// SPDX-License-Identifier: AGPL-3.0-or-later
//
// Copyright (C) 2026 Relational Network

//! Identity provider registry.
//!
//! The registry is built once at startup from configuration and shared via
//! `AppState`. Provider configuration never changes after construction.
//! Discovery results are cached behind an `RwLock`; every lookup goes through
//! that lock, and the cache is warmed before the server accepts traffic.

use std::collections::HashMap;
use std::fmt;
use std::sync::Arc;
use std::time::Duration;

use jsonwebtoken::{decode, decode_header, Validation};
use serde::Deserialize;
use serde_json::{Map, Value};
use tokio::sync::RwLock;
use url::Url;

use super::discovery::ProviderMetadata;
use super::jwks::JwksManager;
use super::{AuthError, IdentityAssertion};

/// Clock skew tolerance for identity tokens (60 seconds).
const CLOCK_SKEW_LEEWAY: u64 = 60;

/// Scope every OpenID Connect request must carry.
pub const OPENID_SCOPE: &str = "openid";

/// Static configuration for one identity provider.
#[derive(Clone, PartialEq, Eq)]
pub struct ProviderConfig {
    /// Registry key, e.g. `google`
    pub key: String,
    pub client_id: String,
    pub client_secret: String,
    pub issuer: String,
    pub redirect_url: String,
    /// Requested scopes, `openid` first
    pub scopes: Vec<String>,
}

impl ProviderConfig {
    /// Build a config, prepending `openid` when the scope list lacks it.
    pub fn new(
        key: impl Into<String>,
        client_id: impl Into<String>,
        client_secret: impl Into<String>,
        issuer: impl Into<String>,
        redirect_url: impl Into<String>,
        scopes: Vec<String>,
    ) -> Self {
        let mut scopes: Vec<String> = scopes
            .into_iter()
            .map(|s| s.trim().to_string())
            .filter(|s| !s.is_empty())
            .collect();
        scopes.dedup();
        if !scopes.iter().any(|s| s == OPENID_SCOPE) {
            scopes.insert(0, OPENID_SCOPE.to_string());
        }

        Self {
            key: key.into(),
            client_id: client_id.into(),
            client_secret: client_secret.into(),
            issuer: issuer.into(),
            redirect_url: redirect_url.into(),
            scopes,
        }
    }
}

impl fmt::Debug for ProviderConfig {
    fn fmt(&self, f: &mut fmt::Formatter<'_>) -> fmt::Result {
        f.debug_struct("ProviderConfig")
            .field("key", &self.key)
            .field("client_id", &self.client_id)
            .field("client_secret", &"<redacted>")
            .field("issuer", &self.issuer)
            .field("redirect_url", &self.redirect_url)
            .field("scopes", &self.scopes)
            .finish()
    }
}

/// Discovery result for one provider.
struct DiscoveredProvider {
    metadata: Arc<ProviderMetadata>,
    jwks: Arc<JwksManager>,
}

/// Registry of configured identity providers.
pub struct ProviderRegistry {
    providers: HashMap<String, Arc<ProviderConfig>>,
    discovered: RwLock<HashMap<String, DiscoveredProvider>>,
    http: reqwest::Client,
}

impl ProviderRegistry {
    /// Build the registry.
    ///
    /// `http_timeout` bounds every discovery, JWKS and token endpoint call.
    pub fn new(
        providers: impl IntoIterator<Item = ProviderConfig>,
        http_timeout: Duration,
    ) -> Result<Self, AuthError> {
        let http = reqwest::Client::builder()
            .timeout(http_timeout)
            .redirect(reqwest::redirect::Policy::none())
            .build()
            .map_err(|e| AuthError::Internal(format!("failed to build HTTP client: {e}")))?;

        Ok(Self {
            providers: providers
                .into_iter()
                .map(|p| (p.key.clone(), Arc::new(p)))
                .collect(),
            discovered: RwLock::new(HashMap::new()),
            http,
        })
    }

    /// Configured provider keys, sorted.
    pub fn keys(&self) -> Vec<&str> {
        let mut keys: Vec<&str> = self.providers.keys().map(String::as_str).collect();
        keys.sort_unstable();
        keys
    }

    /// Exact key lookup.
    pub fn resolve(&self, key: &str) -> Result<Arc<ProviderConfig>, AuthError> {
        self.providers
            .get(key)
            .cloned()
            .ok_or_else(|| AuthError::ProviderNotConfigured(key.to_string()))
    }

    /// OAuth2 client for `key`, discovering the issuer on first use.
    pub async fn client_descriptor(&self, key: &str) -> Result<OAuth2ClientDescriptor, AuthError> {
        let config = self.resolve(key)?;
        let (metadata, _) = self.discovered(key, &config).await?;
        Ok(OAuth2ClientDescriptor {
            config,
            metadata,
            http: self.http.clone(),
        })
    }

    /// Identity token verifier bound to `key`'s issuer and client ID.
    pub async fn verifier(&self, key: &str) -> Result<IdentityTokenVerifier, AuthError> {
        let config = self.resolve(key)?;
        let (metadata, jwks) = self.discovered(key, &config).await?;
        Ok(IdentityTokenVerifier::new(
            metadata.issuer.clone(),
            config.client_id.clone(),
            jwks,
        ))
    }

    /// Discover every configured provider not yet discovered and load its
    /// JWKS. Failures are logged and retried lazily on first request.
    pub async fn warm_up(&self) {
        for key in self.keys() {
            if self.is_discovered(key).await {
                continue;
            }
            match self.check(key).await {
                Ok(_) => tracing::info!(provider = key, "identity provider discovered"),
                Err(e) => tracing::warn!(provider = key, error = ?e, "identity provider discovery failed"),
            }
        }
    }

    /// Whether discovery has completed for `key`.
    pub async fn is_discovered(&self, key: &str) -> bool {
        self.discovered.read().await.contains_key(key)
    }

    /// Readiness of `key`: metadata discovered and signing keys loaded.
    ///
    /// Discovers and fetches the JWKS when either is missing.
    pub async fn check(&self, key: &str) -> Result<(), AuthError> {
        let config = self.resolve(key)?;
        let (_, jwks) = self.discovered(key, &config).await?;
        if !jwks.is_cached().await {
            jwks.refresh().await?;
        }
        Ok(())
    }

    async fn discovered(
        &self,
        key: &str,
        config: &ProviderConfig,
    ) -> Result<(Arc<ProviderMetadata>, Arc<JwksManager>), AuthError> {
        if let Some(entry) = self.discovered.read().await.get(key) {
            return Ok((entry.metadata.clone(), entry.jwks.clone()));
        }

        let metadata = ProviderMetadata::discover(&self.http, &config.issuer).await?;

        // Concurrent first requests may both discover; the first insert wins so
        // every caller shares one JWKS cache.
        let mut discovered = self.discovered.write().await;
        let entry = discovered
            .entry(key.to_string())
            .or_insert_with(|| DiscoveredProvider {
                jwks: Arc::new(JwksManager::new(metadata.jwks_uri.as_str(), self.http.clone())),
                metadata: Arc::new(metadata),
            });
        Ok((entry.metadata.clone(), entry.jwks.clone()))
    }
}

/// Token endpoint response.
#[derive(Debug, Clone, Default, Deserialize)]
pub struct TokenResponse {
    #[serde(default)]
    pub access_token: Option<String>,
    #[serde(default)]
    pub token_type: Option<String>,
    #[serde(default)]
    pub expires_in: Option<u64>,
    #[serde(default)]
    pub id_token: Option<String>,
}

/// OAuth2 error body (RFC 6749 §5.2).
#[derive(Debug, Deserialize)]
struct OAuthErrorBody {
    error: String,
    #[serde(default)]
    error_description: Option<String>,
}

/// Provider configuration joined with its discovered endpoints.
#[derive(Clone)]
pub struct OAuth2ClientDescriptor {
    config: Arc<ProviderConfig>,
    metadata: Arc<ProviderMetadata>,
    http: reqwest::Client,
}

impl fmt::Debug for OAuth2ClientDescriptor {
    fn fmt(&self, f: &mut fmt::Formatter<'_>) -> fmt::Result {
        f.debug_struct("OAuth2ClientDescriptor")
            .field("config", &self.config)
            .field("authorization_endpoint", &self.metadata.authorization_endpoint.as_str())
            .field("token_endpoint", &self.metadata.token_endpoint.as_str())
            .finish()
    }
}

impl OAuth2ClientDescriptor {
    /// Authorization endpoint URL for the browser redirect.
    pub fn authorization_url(&self, state: &str, nonce: &str) -> Url {
        let mut url = self.metadata.authorization_endpoint.clone();
        url.query_pairs_mut()
            .append_pair("response_type", "code")
            .append_pair("client_id", &self.config.client_id)
            .append_pair("redirect_uri", &self.config.redirect_url)
            .append_pair("scope", &self.config.scopes.join(" "))
            .append_pair("state", state)
            .append_pair("nonce", nonce);
        url
    }

    /// Exchange an authorization code at the token endpoint.
    pub async fn exchange_code(&self, code: &str) -> Result<TokenResponse, AuthError> {
        let mut form = vec![
            ("grant_type", "authorization_code"),
            ("code", code),
            ("redirect_uri", self.config.redirect_url.as_str()),
        ];

        let mut request = self
            .http
            .post(self.metadata.token_endpoint.clone())
            .header(reqwest::header::ACCEPT, "application/json");

        if self.metadata.requires_basic_auth() {
            request = request.basic_auth(&self.config.client_id, Some(&self.config.client_secret));
        } else {
            form.push(("client_id", self.config.client_id.as_str()));
            form.push(("client_secret", self.config.client_secret.as_str()));
        }

        let response = request
            .form(&form)
            .send()
            .await
            .map_err(|e| AuthError::CodeExchangeFailed(format!("token request failed: {e}")))?;

        let status = response.status();
        if !status.is_success() {
            let body = response.text().await.unwrap_or_default();
            let reason = match serde_json::from_str::<OAuthErrorBody>(&body) {
                Ok(err) => match err.error_description {
                    Some(desc) => format!("{}: {desc}", err.error),
                    None => err.error,
                },
                Err(_) => format!("HTTP {status}"),
            };
            return Err(AuthError::CodeExchangeFailed(format!(
                "token endpoint returned {status}: {reason}"
            )));
        }

        response
            .json()
            .await
            .map_err(|e| AuthError::CodeExchangeFailed(format!("invalid token response: {e}")))
    }
}

/// Verifies identity tokens for one provider.
#[derive(Clone)]
pub struct IdentityTokenVerifier {
    issuer: String,
    client_id: String,
    jwks: Arc<JwksManager>,
}

impl IdentityTokenVerifier {
    pub fn new(issuer: impl Into<String>, client_id: impl Into<String>, jwks: Arc<JwksManager>) -> Self {
        Self {
            issuer: issuer.into(),
            client_id: client_id.into(),
            jwks,
        }
    }

    /// Check signature, issuer, audience and expiry of `raw`.
    pub async fn verify(&self, raw: &str) -> Result<IdentityAssertion, AuthError> {
        let header = decode_header(raw)
            .map_err(|e| AuthError::InvalidIdentityToken(format!("malformed header: {e}")))?;

        let (decoding_key, algorithm) = match &header.kid {
            Some(kid) => self.jwks.get_decoding_key(kid).await?,
            None => self.jwks.get_sole_decoding_key().await?,
        };

        let mut validation = Validation::new(algorithm);
        validation.leeway = CLOCK_SKEW_LEEWAY;
        validation.set_issuer(&[&self.issuer]);
        validation.set_audience(&[&self.client_id]);
        validation.set_required_spec_claims(&["exp", "iss", "aud"]);

        let data = decode::<Map<String, Value>>(raw, &decoding_key, &validation)
            .map_err(|e| AuthError::InvalidIdentityToken(format!("validation failed: {e}")))?;

        Ok(IdentityAssertion::from_claims(data.claims))
    }
}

* **Exercise requirements**
Within the data above, find the lines that contain the word "push" and copy each of them.

* **Written reply**
            form.push(("client_id", self.config.client_id.as_str()));
            form.push(("client_secret", self.config.client_secret.as_str()));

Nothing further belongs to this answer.